Una cellula “doppiogiochista” tradisce il tumore della prostata

Ultimo aggiornamento: 24 agosto 2018

Ricercatori dell'Istituto nazionale dei tumori di Milano hanno aperto la strada a nuove terapie per il cancro alla prostata.

Titolo originale dell'articolo: Mast Cell Targeting Hampers Prostate Adenocarcinoma Development but Promotes the Occurrence of Highly Malignant Neuroendocrine Cancers

Titolo della rivista: Cancer Research

Data di pubblicazione originale: 1 settembre 2011

Allergia e tumore della prostata sono accomunati da una cellula "traditrice", il mastocita: questa cellula, che normalmente ha il compito di scatenare le reazioni allergiche, in una fase precoce aiuta il tumore a crescere, ma contemporaneamente gli rende più difficile assumere la forma più aggressiva, quella del tumore neuroendocrino.

La scoperta è stata effettuata dai ricercatori dell'Istituto nazionale dei tumori di Milano, guidati da Mario Colombo, che ipotizzano un'inaspettata terapia per il tumore della prostata: utilizzare un farmaco molecolare già largamente impiegato nella cura delle leucemie e dei tumori stromali gastrointestinali, l'imatinib, per attaccare sia i mastociti sia le cellule tumorali, proteggendo così l'organismo dalla crescita del tumore e dall'insorgenza della forma neuroendocrina.
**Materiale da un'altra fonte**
//! Chat-completions API interaction with exponential backoff retry logic.
//!
//! - [`ChatBackend`]: one system + user exchange with a chat model
//! - [`OpenAiChat`]: an OpenAI-compatible `/chat/completions` client
//! - [`RetryChat`]: decorator that retries transient failures of any backend
//!
//! # Retry Strategy
//!
//! - Only transient failures (transport errors, 429, 5xx) are retried
//! - Exponential backoff from a configurable base delay
//! - Maximum delay capped at 30 seconds
//! - Random jitter (0-250ms) added to every wait

use crate::config::ClassifierConfig;
use crate::error::ClassifyError;
use crate::utils::truncate_for_log;
use rand::{Rng, rng};
use reqwest::Client;
use serde::{Deserialize, Serialize};
use std::fmt;
use std::future::Future;
use std::time::{Duration as StdDuration, Instant};
use tokio::time::sleep;
use tracing::{debug, error, instrument, warn};

/// A chat model that answers one system + user exchange.
pub trait ChatBackend: Send + Sync {
    /// Send the two messages and return the model's reply text.
    fn complete(
        &self,
        system: &str,
        user: &str,
    ) -> impl Future<Output = Result<String, ClassifyError>> + Send;
}

/// Wrapper that adds exponential backoff retry logic to any [`ChatBackend`].
///
/// ```text
/// delay = min(base_delay * 2^(attempt-1), max_delay) + random_jitter(0..250ms)
/// ```
pub struct RetryChat<T> {
    inner: T,
    max_retries: usize,
    base_delay: StdDuration,
    max_delay: StdDuration,
}

impl<T: ChatBackend> RetryChat<T> {
    pub fn new(inner: T, max_retries: usize, base_delay: StdDuration) -> Self {
        Self {
            inner,
            max_retries,
            base_delay,
            max_delay: StdDuration::from_secs(30),
        }
    }

    fn backoff(&self, attempt: usize) -> StdDuration {
        let exponent = u32::try_from(attempt.saturating_sub(1)).unwrap_or(u32::MAX).min(16);
        let delay = self.base_delay.saturating_mul(1 << exponent).min(self.max_delay);
        let jitter_ms: u64 = rng().random_range(0..=250);
        delay + StdDuration::from_millis(jitter_ms)
    }
}

impl<T> fmt::Debug for RetryChat<T> {
    fn fmt(&self, f: &mut fmt::Formatter<'_>) -> fmt::Result {
        f.debug_struct("RetryChat")
            .field("max_retries", &self.max_retries)
            .field("base_delay", &self.base_delay)
            .field("max_delay", &self.max_delay)
            .finish()
    }
}

impl<T: ChatBackend> ChatBackend for RetryChat<T> {
    #[instrument(level = "info", skip_all)]
    async fn complete(&self, system: &str, user: &str) -> Result<String, ClassifyError> {
        let total_t0 = Instant::now();
        let mut attempt = 0usize;

        loop {
            let attempt_t0 = Instant::now();
            let e = match self.inner.complete(system, user).await {
                Ok(reply) => return Ok(reply),
                Err(e) => e,
            };
            attempt += 1;

            if !e.is_transient() || attempt > self.max_retries {
                error!(
                    attempt,
                    max = self.max_retries,
                    elapsed_ms_attempt = attempt_t0.elapsed().as_millis(),
                    elapsed_ms_total = total_t0.elapsed().as_millis(),
                    error = %e,
                    "complete() giving up"
                );
                return Err(e);
            }

            let delay = self.backoff(attempt);
            warn!(
                attempt,
                max = self.max_retries,
                elapsed_ms_attempt = attempt_t0.elapsed().as_millis(),
                ?delay,
                error = %e,
                "complete() attempt failed; backing off"
            );
            sleep(delay).await;
        }
    }
}

#[derive(Serialize)]
struct ChatMessage {
    role: String,
    content: String,
}

#[derive(Serialize)]
struct ChatRequest {
    model: String,
    messages: Vec<ChatMessage>,
    temperature: f32,
    max_tokens: u32,
}

#[derive(Deserialize)]
struct ChatResponse {
    choices: Vec<Choice>,
}

#[derive(Deserialize)]
struct Choice {
    message: Message,
}

#[derive(Deserialize)]
struct Message {
    content: Option<String>,
}

/// Client for an OpenAI-compatible chat-completions endpoint.
pub struct OpenAiChat {
    client: Client,
    api_key: Option<String>,
    base_url: String,
    model: String,
    temperature: f32,
    max_tokens: u32,
}

impl OpenAiChat {
    /// Build a client. A missing or blank key is accepted here and reported
    /// per call as [`ClassifyError::MissingApiKey`], with no request sent.
    pub fn new(config: &ClassifierConfig, api_key: Option<String>) -> Result<Self, ClassifyError> {
        let client = Client::builder()
            .timeout(StdDuration::from_secs(config.request_timeout_secs))
            .build()?;
        Ok(Self {
            client,
            api_key: api_key.filter(|key| !key.trim().is_empty()),
            base_url: config.base_url.trim_end_matches('/').to_string(),
            model: config.model.clone(),
            temperature: config.temperature,
            max_tokens: config.max_tokens,
        })
    }

    pub fn has_api_key(&self) -> bool {
        self.api_key.is_some()
    }
}

impl fmt::Debug for OpenAiChat {
    fn fmt(&self, f: &mut fmt::Formatter<'_>) -> fmt::Result {
        f.debug_struct("OpenAiChat")
            .field("api_key", &self.api_key.as_ref().map(|_| "<redacted>"))
            .field("base_url", &self.base_url)
            .field("model", &self.model)
            .finish()
    }
}

impl ChatBackend for OpenAiChat {
    #[instrument(level = "debug", skip_all, fields(model = %self.model))]
    async fn complete(&self, system: &str, user: &str) -> Result<String, ClassifyError> {
        let api_key = self.api_key.as_deref().ok_or(ClassifyError::MissingApiKey)?;
        let request = ChatRequest {
            model: self.model.clone(),
            messages: vec![
                ChatMessage {
                    role: "system".to_string(),
                    content: system.to_string(),
                },
                ChatMessage {
                    role: "user".to_string(),
                    content: user.to_string(),
                },
            ],
            temperature: self.temperature,
            max_tokens: self.max_tokens,
        };

        let t0 = Instant::now();
        let response = self
            .client
            .post(format!("{}/chat/completions", self.base_url))
            .bearer_auth(api_key)
            .json(&request)
            .send()
            .await?;

        let status = response.status();
        if !status.is_success() {
            let body = response.text().await.unwrap_or_default();
            return Err(ClassifyError::Status {
                status: status.as_u16(),
                body: truncate_for_log(&body, 300),
            });
        }

        let reply = response.json::<ChatResponse>().await?;
        debug!(elapsed_ms = t0.elapsed().as_millis(), "Chat completion received");
        reply
            .choices
            .into_iter()
            .next()
            .ok_or(ClassifyError::EmptyReply)
            .map(|choice| choice.message.content.unwrap_or_default())
    }
}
I mastociti all'interno del nostro sistema immunitario hanno il compito, attivati da particolari anticorpi, le immunoglobuline E, di reagire agli allergeni, le sostanze a cui una persona è allergica. Ma i ricercatori dell'INT hanno scoperto che queste cellule non eseguono esclusivamente gli ordini delle immunoglobuline E, ma anche quelli delle cellule del tumore della prostata. Infatti, nelle sue prime fasi di sviluppo, il tumore non è in grado da solo di "farsi spazio" nei tessuti del corpo. Questa funzione è delegata ai mastociti: essi producono una proteina, la MMP9, capace di "digerire" collagene e tessuti circostanti al tumore, favorendo così la sua crescita e lo sviluppo dei vasi sanguigni che serviranno per alimentarlo. Una volta sviluppato, invece, il tumore acquisisce la capacità di produrre MMP9 autonomamente e quindi non ha più bisogno dei mastociti.

I ricercatori si sono quindi chiesti se, eliminando i mastociti, fosse possibile inibire l'insorgenza del tumore prostatico nella sua forma più comune, l'adenocarcinoma. Sorprendentemente hanno scoperto che, senza i mastociti, si sviluppa un numero maggiore di tumori di tipo neuroendocrino, una delle forme più aggressive.

Non è ancora noto il meccanismo con cui i mastociti contrastino l'insorgenza di questi tumori. L'ipotesi più accreditata è che sia i mastociti sia le cellule tumorali per crescere abbiano bisogno dello stesso fattore di crescita, un ormone in grado, come un "fertilizzante", di stimolarne la replicazione. In questa competizione i mastociti avrebbero il sopravvento, privando di conseguenza le cellule del tumore neuroendocrino della prostata del necessario per crescere.

Lo studio ha meritato la copertina della rivista Cancer Research ed è stato possibile anche grazie a finanziamenti di AIRC.